And don't forget that big slope . Small lava chunks are not that expensive and will stay for a very long time. Just invest in it once. And if you don't want a mess when you rescape you can consider to pack them in filter bags. This way it is easy to seperate from soil once you rescape.

EDIT: I only saw the first page I see you planted it now. If you are happy with it than it's good! 

Be sure that the soil is moist but no water pools!

I don't really like the cosmetic sand atm. I would replace it with soil or make something like a path towards the back. Or have cosmetic sand on the full tank in the front.


----------



## Curb Your Aquarium (Aug 1, 2018)

I love how people are total perfectionists here.


----------



## Michael Chan (Jul 15, 2018)

I used about half a square foot of HC, and a quarter square foot of DHG.

Bump:


Curb Your Aquarium said:


> I love how people are total perfectionists here.


I agree, I think this is a hobby that appeals to perfectionists, myself included


----------



## Michael Chan (Jul 15, 2018)

Nigel95 said:


> Very different hardscape but hey this is looking way more appealing than the previous hardscape you made. Good job man. Trust me almost every new hardscape you make in tank or scape box will be better!
> 
> I really like the start on the left focal point. Now add lots of small stones with texture around and create nice combos. Especially on the left main stone feed that bottom with stones to make layers.
> 
> ...


Thanks Nigel, hopefully I get to make many more. I'm liking my sand lake right now, but this one I can change fairly easily as my sand is essentially small pebbles. I'll re-evaluate after it has grown a bit.

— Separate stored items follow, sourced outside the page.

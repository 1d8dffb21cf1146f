//! Parser trait abstraction
//!
//! Every log generation/collector combination has a parser implementing
//! [`GcLogParser`]. Parsers are line-oriented state machines that feed a
//! [`ModelBuilder`]; they never fail on individual lines.
//!
//! ## Design Principles
//!
//! 1. **Resilience**: a line matching no grammar is counted and skipped
//! 2. **Unknown over wrong**: a field that cannot be read stays `None`
//! 3. **One fatal case**: only an unrecognizable log is rejected

pub mod detector;
pub mod grammar;
pub mod parsers;

use crate::error::{Error, Result};
use crate::model::{CollectorFamily, LogFormat, LogStyle, ModelBuilder};
use crate::vmoption::VmOptions;
use serde::Serialize;

/// Default number of non-empty lines examined when sniffing the format.
pub const DEFAULT_SNIFF_LINES: usize = 200;

/// Options for a single parse.
#[derive(Debug, Clone)]
pub struct ParseOptions {
    /// Collector family; sniffed when `None`
    pub family: Option<CollectorFamily>,
    /// Log generation; sniffed when `None`
    pub style: Option<LogStyle>,
    /// Caller-supplied VM options, merged over any found in the log
    pub vm_options: Option<String>,
    pub sniff_lines: usize,
}

impl Default for ParseOptions {
    fn default() -> Self {
        Self {
            family: None,
            style: None,
            vm_options: None,
            sniff_lines: DEFAULT_SNIFF_LINES,
        }
    }
}

impl ParseOptions {
    pub fn with_format(format: LogFormat) -> Self {
        Self {
            family: Some(format.family),
            style: Some(format.style),
            ..Self::default()
        }
    }
}

/// Line accounting for one parse.
#[derive(Debug, Clone, Default, PartialEq, Eq, Serialize)]
pub struct ParseStats {
    /// Non-empty lines seen
    pub lines: usize,
    /// Lines that contributed to the model
    pub recognized: usize,
    /// Known lines carrying nothing the model uses
    pub ignored: usize,
    /// Lines matching no grammar
    pub unrecognized: usize,
    /// Fields dropped to unknown because their value was impossible
    pub downgraded: usize,
}

impl ParseStats {
    pub fn absorb(&mut self, other: &ParseStats) {
        self.lines += other.lines;
        self.recognized += other.recognized;
        self.ignored += other.ignored;
        self.unrecognized += other.unrecognized;
        self.downgraded += other.downgraded;
    }
}

/// What a parser did with one line.
#[derive(Debug, Clone, Copy, PartialEq, Eq)]
pub enum LineOutcome {
    Recognized,
    Ignored,
    Unrecognized,
}

/// Trait implemented by every GC log parser.
pub trait GcLogParser: Send + Sync {
    /// Which format this parser handles
    fn format(&self) -> LogFormat;

    /// Feed every line of `text` into `builder`.
    ///
    /// Individual lines never fail: anything that cannot be read is
    /// counted in the builder's [`ParseStats`].
    fn parse_into(&self, text: &str, builder: &mut ModelBuilder);
}

/// Drive `handle` over each non-empty line, keeping the statistics.
/// Line numbers are 1-based.
pub(crate) fn scan_lines<F>(text: &str, builder: &mut ModelBuilder, mut handle: F)
where
    F: FnMut(&mut ModelBuilder, usize, &str) -> LineOutcome,
{
    for (index, line) in text.lines().enumerate() {
        if line.trim().is_empty() {
            continue;
        }
        builder.stats_mut().lines += 1;
        match handle(builder, index + 1, line) {
            LineOutcome::Recognized => builder.stats_mut().recognized += 1,
            LineOutcome::Ignored => builder.stats_mut().ignored += 1,
            LineOutcome::Unrecognized => {
                builder.stats_mut().unrecognized += 1;
                tracing::debug!(line = index + 1, text = line, "unrecognized line");
            }
        }
    }
}

/// Parse a whole log into a builder, sniffing the format if needed.
pub fn parse(text: &str, options: &ParseOptions) -> Result<ModelBuilder> {
    let format = detector::resolve_format(text, options)?;
    let mut builder = parse_as(text, format, options)?;

    if builder.stats().recognized == 0 && builder.stats().lines > 0 {
        return Err(Error::MalformedInput {
            format: format.to_string(),
            message: format!(
                "none of {} lines matched a known {} line",
                builder.stats().lines,
                format
            ),
        });
    }

    tracing::info!(
        format = %format,
        events = builder.events().len(),
        lines = builder.stats().lines,
        unrecognized = builder.stats().unrecognized,
        "parsed log"
    );
    builder.sort_events();
    Ok(builder)
}

/// Parse text whose format is already known. Used for whole logs and for
/// individual line groups alike.
pub fn parse_as(text: &str, format: LogFormat, options: &ParseOptions) -> Result<ModelBuilder> {
    let parser = parsers::parser_for(format)?;
    let mut builder = ModelBuilder::new(format)?;
    if let Some(vm_options) = &options.vm_options {
        builder
            .vm_options_mut()
            .extend(VmOptions::parse(vm_options)?);
    }
    parser.parse_into(text, &mut builder);
    Ok(builder)
}
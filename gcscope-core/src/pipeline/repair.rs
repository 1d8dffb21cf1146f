//! Duration repair and generational normalization.

use crate::model::{EventKind, GcCause, GcEvent, Generation, Level, SpecialSituation};

/// Young and full collections printed for the same work start and end
/// within this many ms of each other.
const SAME_SPAN_TOLERANCE_MS: f64 = 1.0;

fn non_negative(value: f64) -> Option<f64> {
    (value >= 0.0).then_some(value)
}

/// Order phases by start and fill unknown durations.
///
/// A phase without a duration runs until the next phase at its level
/// starts, or until its parent ends. A parent without a duration ends
/// with its last phase. Returns how many values were impossible and left
/// unknown.
pub(super) fn fix_durations(event: &mut GcEvent) -> usize {
    let mut downgraded = 0;
    event.phases.sort_by(|a, b| a.start.total_cmp(&b.start));

    let parent_end = event.end();
    for i in 0..event.phases.len() {
        if event.phases[i].duration.is_some() {
            continue;
        }
        let start = event.phases[i].start;
        let top_level = event.phases[i].kind.level() == Level::Phase;
        let boundary = event.phases[i + 1..]
            .iter()
            .find(|p| p.start > start && (!top_level || p.kind.level() == Level::Phase))
            .map(|p| p.start)
            .or(parent_end);
        if let Some(boundary) = boundary {
            let duration = non_negative(boundary - start);
            downgraded += usize::from(duration.is_none());
            event.phases[i].duration = duration;
        }
    }

    if event.duration.is_none() {
        if let Some(end) = event.last_phase_end() {
            let duration = non_negative(end - event.start);
            downgraded += usize::from(duration.is_none());
            event.duration = duration;
        }
    }
    downgraded
}

fn same_span(a: &GcEvent, b: &GcEvent) -> bool {
    let ends = match (a.end(), b.end()) {
        (Some(x), Some(y)) => (x - y).abs() <= SAME_SPAN_TOLERANCE_MS,
        _ => false,
    };
    ends && (a.start - b.start).abs() <= SAME_SPAN_TOLERANCE_MS
}

/// Fold a young collection into the full collection printed right after
/// it for the same span. Returns how many young collections were folded.
pub(super) fn merge_young_into_full(events: &mut Vec<GcEvent>) -> usize {
    let mut merged = 0;
    let mut i = 0;
    while i + 1 < events.len() {
        if !(events[i].kind == EventKind::YoungGc
            && events[i + 1].kind.is_full()
            && same_span(&events[i], &events[i + 1]))
        {
            i += 1;
            continue;
        }

        let young = events.remove(i);
        let full = &mut events[i];
        full.mark(SpecialSituation::YoungGcBecameFullGc);
        full.id = full.id.or(young.id);
        full.cpu = full.cpu.or(young.cpu);
        if full.cause.is_none() {
            full.cause = young.cause;
        }
        full.line = match (full.line, young.line) {
            (Some(a), Some(b)) => Some(a.min(b)),
            (a, b) => a.or(b),
        };
        for item in young.raw_memory {
            if item.in_regions || full.raw(item.generation).is_none() {
                full.put_memory(item);
            }
        }
        merged += 1;
    }
    merged
}

/// A young collection that failed promotion was really a full
/// collection.
pub(super) fn reclassify_promotion_failures(events: &mut [GcEvent]) -> usize {
    let mut changed = 0;
    for event in events
        .iter_mut()
        .filter(|e| e.kind.is_young() && e.has(SpecialSituation::PromotionFailed))
    {
        event.kind = EventKind::FullGc;
        event.cause = Some(GcCause::new(GcCause::PROMOTION_FAILED));
        event.special_situations.remove(&SpecialSituation::PromotionFailed);
        changed += 1;
    }
    changed
}

/// Legacy full collections print the young generation before it has
/// been emptied. The real young occupancy afterwards is zero.
pub(super) fn zero_young_after_full(events: &mut [GcEvent]) {
    for event in events.iter_mut().filter(|e| e.kind.is_full()) {
        if let Some(young) = event.raw_mut(Generation::Young) {
            young.post_used = Some(0);
        }
    }
}
use crate::analytics::diagnoser::{Diagnosis, DiagnosisContext, DiagnosisRule, Severity};
use crate::format::{format_ms, format_percent};
use crate::model::EventKind;

/// Individual pauses above the configured threshold.
pub struct LongPauseRule;

impl DiagnosisRule for LongPauseRule {
    fn name(&self) -> &str {
        "long_pause"
    }

    fn description(&self) -> &str {
        "Stop-the-world pauses longer than the configured threshold"
    }

    fn diagnose(&self, ctx: &DiagnosisContext) -> Option<Diagnosis> {
        let model = ctx.model;
        let threshold = ctx.config.long_pause_ms;
        let mut first = None;
        let mut longest = 0.0f64;
        let mut count = 0;
        for (_, event) in model.iter_all() {
            if !model.profile().counts_pause(event.kind) {
                continue;
            }
            let Some(pause) = event.pause.filter(|p| *p > threshold) else {
                continue;
            };
            count += 1;
            longest = longest.max(pause);
            first.get_or_insert(event.start);
        }
        if count == 0 {
            return None;
        }
        Some(
            Diagnosis::new(
                self.name(),
                Severity::Warning,
                format!(
                    "{count} pauses exceeded {}, the longest took {}",
                    format_ms(threshold),
                    format_ms(longest)
                ),
            )
            .suggest("Check the phases of the longest pauses for the dominant cost")
            .suggest(
                "Set a pause-time goal with MaxGCPauseMillis or consider a low-latency collector",
            )
            .at(first, count),
        )
    }
}

/// Application threads stalled waiting for memory.
pub struct AllocationStallRule;

impl DiagnosisRule for AllocationStallRule {
    fn name(&self) -> &str {
        "allocation_stall"
    }

    fn description(&self) -> &str {
        "Allocation stalls or out-of-memory reports"
    }

    fn diagnose(&self, ctx: &DiagnosisContext) -> Option<Diagnosis> {
        let stalls = ctx.model.stalls();
        let first = stalls.first()?;
        let oom = stalls
            .iter()
            .filter(|e| e.kind == EventKind::ZgcOutOfMemory)
            .count();

        let (severity, problem) = if oom > 0 {
            (
                Severity::Critical,
                format!(
                    "{} allocation stalls and {oom} out-of-memory reports",
                    stalls.len() - oom
                ),
            )
        } else {
            (
                Severity::Warning,
                format!("{} allocation stalls", stalls.len()),
            )
        };
        Some(
            Diagnosis::new(self.name(), severity, problem)
                .suggest("Increase the heap size")
                .suggest("Increase ConcGCThreads so collection keeps up with allocation")
                .at(Some(first.start), stalls.len()),
        )
    }
}

/// Too much wall-clock time spent paused.
pub struct HighGcOverheadRule;

impl DiagnosisRule for HighGcOverheadRule {
    fn name(&self) -> &str {
        "high_gc_overhead"
    }

    fn description(&self) -> &str {
        "Share of time spent in pauses above the configured threshold"
    }

    fn diagnose(&self, ctx: &DiagnosisContext) -> Option<Diagnosis> {
        let model = ctx.model;
        let stats = model.pause_statistics(model.time_range())?;
        if stats.pause_percent <= ctx.config.high_overhead_percent {
            return None;
        }
        Some(
            Diagnosis::new(
                self.name(),
                Severity::Warning,
                format!(
                    "{} of the time was spent in pauses",
                    format_percent(stats.pause_percent)
                ),
            )
            .suggest("Increase the heap size")
            .suggest("Reduce the allocation rate of the application")
            .at(Some(model.start_time()), stats.count),
        )
    }
}

#[cfg(test)]
mod tests {
    use super::*;
    use crate::analytics::rules::testing::model_of;
    use crate::config::DiagnoserConfig;
    use crate::model::{
        CollectorFamily, GcEvent, GcModel, LogFormat, LogStyle, ModelBuilder,
    };
    use crate::pipeline;

    fn young(start: f64, duration: f64) -> GcEvent {
        GcEvent::new(EventKind::YoungGc, start).with_duration(Some(duration))
    }

    fn run(
        rule: &dyn DiagnosisRule,
        model: &GcModel,
        config: &DiagnoserConfig,
    ) -> Option<Diagnosis> {
        rule.diagnose(&DiagnosisContext { model, config })
    }

    #[test]
    fn test_long_pause() {
        let model = model_of(
            CollectorFamily::Parallel,
            vec![young(0.0, 20.0), young(1000.0, 1500.0), young(5000.0, 1200.0)],
            10_000.0,
        );
        let config = DiagnoserConfig::default();
        let diagnosis = run(&LongPauseRule, &model, &config).unwrap();
        assert_eq!(diagnosis.occurrences, 2);
        assert_eq!(diagnosis.first_event, Some(1000.0));
        assert!(diagnosis.problem.contains("1500.000ms"));

        let relaxed = DiagnoserConfig {
            long_pause_ms: 2000.0,
            ..DiagnoserConfig::default()
        };
        assert!(run(&LongPauseRule, &model, &relaxed).is_none());
    }

    #[test]
    fn test_high_gc_overhead() {
        let config = DiagnoserConfig::default();
        let busy = model_of(
            CollectorFamily::Serial,
            vec![young(0.0, 100.0), young(400.0, 100.0)],
            1000.0,
        );
        let diagnosis = run(&HighGcOverheadRule, &busy, &config).unwrap();
        assert_eq!(diagnosis.problem, "20.00% of the time was spent in pauses");

        let idle = model_of(
            CollectorFamily::Serial,
            vec![young(0.0, 10.0), young(400.0, 10.0)],
            1000.0,
        );
        assert!(run(&HighGcOverheadRule, &idle, &config).is_none());
    }

    #[test]
    fn test_allocation_stall() {
        let config = DiagnoserConfig::default();
        let mut b =
            ModelBuilder::new(LogFormat::new(CollectorFamily::Zgc, LogStyle::Unified)).unwrap();
        b.push_stall(GcEvent::new(EventKind::ZgcAllocationStall, 50.0).with_duration(Some(3.0)));
        b.push_stall(GcEvent::new(EventKind::ZgcOutOfMemory, 80.0).with_duration(Some(0.0)));
        b.observe(100.0);
        let model = pipeline::run(b).unwrap();

        let diagnosis = run(&AllocationStallRule, &model, &config).unwrap();
        assert_eq!(diagnosis.severity, Severity::Critical);
        assert_eq!(diagnosis.occurrences, 2);
        assert_eq!(diagnosis.first_event, Some(50.0));

        let calm = model_of(CollectorFamily::Zgc, vec![], 100.0);
        assert!(run(&AllocationStallRule, &calm, &config).is_none());
    }
}
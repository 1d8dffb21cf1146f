//! Error types for gcscope-core

use thiserror::Error;

/// Main error type for the gcscope-core library
///
/// Only the variants below ever leave the parser/pipeline boundary.
/// Unrecognized lines, missing fields and truncated trailing events are
/// recovered from locally and reported through [`ParseStats`](crate::parser::ParseStats).
#[derive(Error, Debug)]
pub enum Error {
    /// The collector family or log generation is unknown or not supported
    #[error("unsupported log format: {0}")]
    UnsupportedFormat(String),

    /// Input does not match the declared format at all
    #[error("malformed input for {format} log: {message}")]
    MalformedInput { format: String, message: String },

    /// A VM option string that could not be parsed
    #[error("malformed VM option: {0}")]
    MalformedVmOption(String),

    /// IO error
    #[error("IO error: {0}")]
    Io(#[from] std::io::Error),

    /// JSON serialization error
    #[error("JSON error: {0}")]
    Json(#[from] serde_json::Error),

    /// Configuration error
    #[error("configuration error: {0}")]
    Config(String),
}

/// Result type alias for gcscope-core
pub type Result<T> = std::result::Result<T, Error>;
//! Statistics over a finished model.
//!
//! Every query takes a [`TimeRange`] of uptime milliseconds and looks the
//! range up in the start-ordered flat event list by binary search. Queries
//! that find nothing to measure return `None` (or empty collections)
//! instead of zeros.

use crate::model::{
    EventKind, EventRef, GcCause, GcEvent, GcModel, Generation, SpecialSituation,
};
use serde::Serialize;
use std::collections::BTreeMap;

/// Closed interval of uptime milliseconds.
#[derive(Debug, Clone, Copy, PartialEq, Serialize)]
pub struct TimeRange {
    pub start: f64,
    pub end: f64,
}

impl TimeRange {
    pub fn new(start: f64, end: f64) -> Self {
        Self { start, end }
    }

    pub fn duration(&self) -> f64 {
        self.end - self.start
    }

    /// Zero-length and inverted ranges hold no data.
    pub fn is_empty(&self) -> bool {
        !(self.end > self.start)
    }

    pub fn contains(&self, time: f64) -> bool {
        time >= self.start && time <= self.end
    }
}

#[derive(Debug, Clone, PartialEq, Serialize)]
pub struct PauseStatistics {
    pub count: usize,
    pub total: f64,
    pub mean: f64,
    pub median: f64,
    pub p99: f64,
    pub max: f64,
    /// Share of the range spent paused, in percent
    pub pause_percent: f64,
    /// Share of the range not spent paused, in percent
    pub throughput: f64,
}

/// Count, mean, max and total of a set of durations.
#[derive(Debug, Clone, Default, PartialEq, Serialize)]
pub struct DurationSummary {
    pub count: usize,
    pub average: Option<f64>,
    pub max: Option<f64>,
    pub total: f64,
}

#[derive(Debug, Clone, Default)]
struct DurationAcc {
    count: usize,
    known: usize,
    total: f64,
    max: Option<f64>,
}

impl DurationAcc {
    fn add(&mut self, value: Option<f64>) {
        self.count += 1;
        if let Some(value) = value {
            self.known += 1;
            self.total += value;
            self.max = Some(self.max.map_or(value, |m| m.max(value)));
        }
    }

    fn finish(self) -> DurationSummary {
        DurationSummary {
            count: self.count,
            average: (self.known > 0).then(|| self.total / self.known as f64),
            max: self.max,
            total: self.total,
        }
    }
}

#[derive(Debug, Clone, Default)]
struct Averager {
    sum: f64,
    n: usize,
}

impl Averager {
    fn add(&mut self, value: Option<f64>) {
        if let Some(value) = value {
            self.sum += value;
            self.n += 1;
        }
    }

    fn average(&self) -> Option<f64> {
        (self.n > 0).then(|| self.sum / self.n as f64)
    }
}

#[derive(Debug, Clone, PartialEq, Serialize)]
pub struct PhaseStatistic {
    pub kind: EventKind,
    pub duration: DurationSummary,
    pub average_interval: Option<f64>,
}

/// Statistics for one parent kind and the phases seen under it.
#[derive(Debug, Clone, PartialEq, Serialize)]
pub struct ParentPhaseStatistics {
    pub parent: EventKind,
    pub duration: DurationSummary,
    pub average_interval: Option<f64>,
    pub phases: Vec<PhaseStatistic>,
}

#[derive(Debug, Clone, PartialEq, Serialize)]
pub struct GenerationStatistics {
    pub generation: Generation,
    pub capacity_average: Option<f64>,
    pub used_max: Option<i64>,
    /// Average used bytes after full collections
    pub after_full_average: Option<f64>,
    /// Average used bytes after collections of the old generation
    pub after_old_average: Option<f64>,
}

#[derive(Debug, Clone, PartialEq, Serialize)]
pub struct ObjectStatistics {
    pub allocation_total: Option<i64>,
    /// Bytes per ms over the range
    pub allocation_rate: Option<f64>,
    pub promotion_total: Option<i64>,
    pub promotion_rate: Option<f64>,
}

#[derive(Debug, Clone, Default, PartialEq, Serialize)]
pub struct Overview {
    pub kinds: BTreeMap<EventKind, usize>,
    pub special_situations: BTreeMap<SpecialSituation, usize>,
    pub causes: BTreeMap<GcCause, usize>,
}

/// Kinds whose memory afterwards shows what the old generation holds.
fn after_old_collection(kind: EventKind) -> bool {
    kind.collects_old()
        || matches!(
            kind,
            EventKind::G1Remark | EventKind::G1Cleanup | EventKind::CmsFinalRemark
        )
}

fn percentile(sorted: &[f64], fraction: f64) -> f64 {
    let rank = (fraction * sorted.len() as f64).ceil() as usize;
    sorted[rank.clamp(1, sorted.len()) - 1]
}

fn median(sorted: &[f64]) -> f64 {
    let mid = sorted.len() / 2;
    if sorted.len() % 2 == 0 {
        (sorted[mid - 1] + sorted[mid]) / 2.0
    } else {
        sorted[mid]
    }
}

impl GcModel {
    /// The whole span of the log.
    pub fn time_range(&self) -> TimeRange {
        TimeRange::new(self.start_time, self.end_time)
    }

    /// Flat-list entries whose start lies in `range`.
    pub fn refs_in(&self, range: TimeRange) -> &[EventRef] {
        if range.is_empty() {
            return &[];
        }
        let start = |r: &EventRef| self.resolve(*r).start;
        let from = self.all_events.partition_point(|r| start(r) < range.start);
        let to = self.all_events.partition_point(|r| start(r) <= range.end);
        &self.all_events[from..to.max(from)]
    }

    /// Events and phases starting in `range`, in start order.
    pub fn events_in(&self, range: TimeRange) -> impl Iterator<Item = &GcEvent> + '_ {
        self.refs_in(range).iter().map(move |r| self.resolve(*r))
    }

    fn top_events_in(&self, range: TimeRange) -> impl Iterator<Item = &GcEvent> + '_ {
        self.refs_in(range)
            .iter()
            .filter(|r| !r.is_phase())
            .map(move |r| self.resolve(*r))
    }

    /// Pauses of every pause-counted kind starting in `range`.
    pub fn pause_statistics(&self, range: TimeRange) -> Option<PauseStatistics> {
        let mut pauses: Vec<f64> = self
            .events_in(range)
            .filter(|e| self.profile.counts_pause(e.kind))
            .filter_map(|e| e.pause)
            .collect();
        if pauses.is_empty() || range.is_empty() {
            return None;
        }
        pauses.sort_by(f64::total_cmp);

        let total: f64 = pauses.iter().sum();
        let pause_percent = (total / range.duration() * 100.0).min(100.0);
        Some(PauseStatistics {
            count: pauses.len(),
            total,
            mean: total / pauses.len() as f64,
            median: median(&pauses),
            p99: percentile(&pauses, 0.99),
            max: pauses[pauses.len() - 1],
            pause_percent,
            throughput: 100.0 - pause_percent,
        })
    }

    /// Per parent kind: the parent's durations and intervals and those of
    /// each phase kind under it.
    pub fn phase_statistics(&self, range: TimeRange) -> Vec<ParentPhaseStatistics> {
        struct Acc {
            duration: DurationAcc,
            interval: Averager,
            phases: BTreeMap<EventKind, (DurationAcc, Averager)>,
        }

        let mut parents: BTreeMap<EventKind, Acc> = BTreeMap::new();
        for event in self.top_events_in(range).filter(|e| !e.phases.is_empty()) {
            let acc = parents.entry(event.kind).or_insert_with(|| Acc {
                duration: DurationAcc::default(),
                interval: Averager::default(),
                phases: BTreeMap::new(),
            });
            acc.duration.add(event.duration);
            acc.interval.add(event.interval);
            for phase in &event.phases {
                let (duration, interval) = acc.phases.entry(phase.kind).or_default();
                duration.add(phase.duration);
                interval.add(phase.interval);
            }
        }

        parents
            .into_iter()
            .map(|(parent, acc)| ParentPhaseStatistics {
                parent,
                duration: acc.duration.finish(),
                average_interval: acc.interval.average(),
                phases: acc
                    .phases
                    .into_iter()
                    .map(|(kind, (duration, interval))| PhaseStatistic {
                        kind,
                        duration: duration.finish(),
                        average_interval: interval.average(),
                    })
                    .collect(),
            })
            .collect()
    }

    /// Per generation capacity and usage over `range`.
    pub fn memory_statistics(&self, range: TimeRange) -> Vec<GenerationStatistics> {
        #[derive(Default)]
        struct Acc {
            capacity: Averager,
            used_max: Option<i64>,
            after_full: Averager,
            after_old: Averager,
        }

        let mut generations: BTreeMap<Generation, Acc> = BTreeMap::new();
        for event in self.events_in(range) {
            for item in event.memory.iter() {
                let acc = generations.entry(item.generation).or_default();
                acc.capacity.add(item.post_capacity.map(|c| c as f64));
                for used in [item.pre_used, item.post_used].into_iter().flatten() {
                    acc.used_max = Some(acc.used_max.map_or(used, |m| m.max(used)));
                }
                let post = item.post_used.map(|u| u as f64);
                if event.kind.is_full() {
                    acc.after_full.add(post);
                }
                if after_old_collection(event.kind) {
                    acc.after_old.add(post);
                }
            }
        }

        generations
            .into_iter()
            .map(|(generation, acc)| GenerationStatistics {
                generation,
                capacity_average: acc.capacity.average(),
                used_max: acc.used_max,
                after_full_average: acc.after_full.average(),
                after_old_average: acc.after_old.average(),
            })
            .collect()
    }

    /// Allocation and promotion totals and rates over `range`.
    pub fn object_statistics(&self, range: TimeRange) -> ObjectStatistics {
        let mut allocation: Option<i64> = None;
        let mut promotion: Option<i64> = None;
        for event in self.top_events_in(range) {
            if let Some(bytes) = event.allocation {
                allocation = Some(allocation.unwrap_or(0) + bytes);
            }
            if let Some(bytes) = event.promotion {
                promotion = Some(promotion.unwrap_or(0) + bytes);
            }
        }
        let rate = |total: Option<i64>| {
            total
                .filter(|_| !range.is_empty())
                .map(|t| t as f64 / range.duration())
        };
        ObjectStatistics {
            allocation_total: allocation,
            allocation_rate: rate(allocation),
            promotion_total: promotion,
            promotion_rate: rate(promotion),
        }
    }

    /// Counts of kinds, special situations and causes over the whole log.
    pub fn overview(&self) -> Overview {
        let mut overview = Overview::default();
        for (_, event) in self.iter_all() {
            *overview.kinds.entry(event.kind).or_default() += 1;
            for situation in &event.special_situations {
                *overview.special_situations.entry(*situation).or_default() += 1;
            }
        }
        for event in self.stalls.iter().chain(self.safepoints.iter()) {
            *overview.kinds.entry(event.kind).or_default() += 1;
        }
        for cause in self.events.iter().filter_map(|e| e.cause.as_ref()) {
            *overview.causes.entry(cause.clone()).or_default() += 1;
        }
        overview
    }
}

Does your advice on the deep slope apply to this kind of layout where we essentially have an island in the mid ground, rather than a landscape background? I'm trying to visualize the perspective we would be trying to create.


----------



## Nigel95 (Mar 5, 2017)

You can also do a V shape, sides high slope and lower towards middle / golden ratio. I like big slopes in all layouts because it gives more depth and I like filled scapes with less negative space. Do what you want  Analyze scapes and see what you like.


----------



## Colin Wrexham (Mar 24, 2017)

Hi buddy. Totally agree with (Top 500 Nigel) lol. Sorry i couldn't resist it lol.

Not many straight lines in nature. I would consider angling those stones slightly just to create movement in your scape. It is a bit uniform. People get too precise and technical with hardscape and copy everyone elses. Then you get thousands all identical to each other. 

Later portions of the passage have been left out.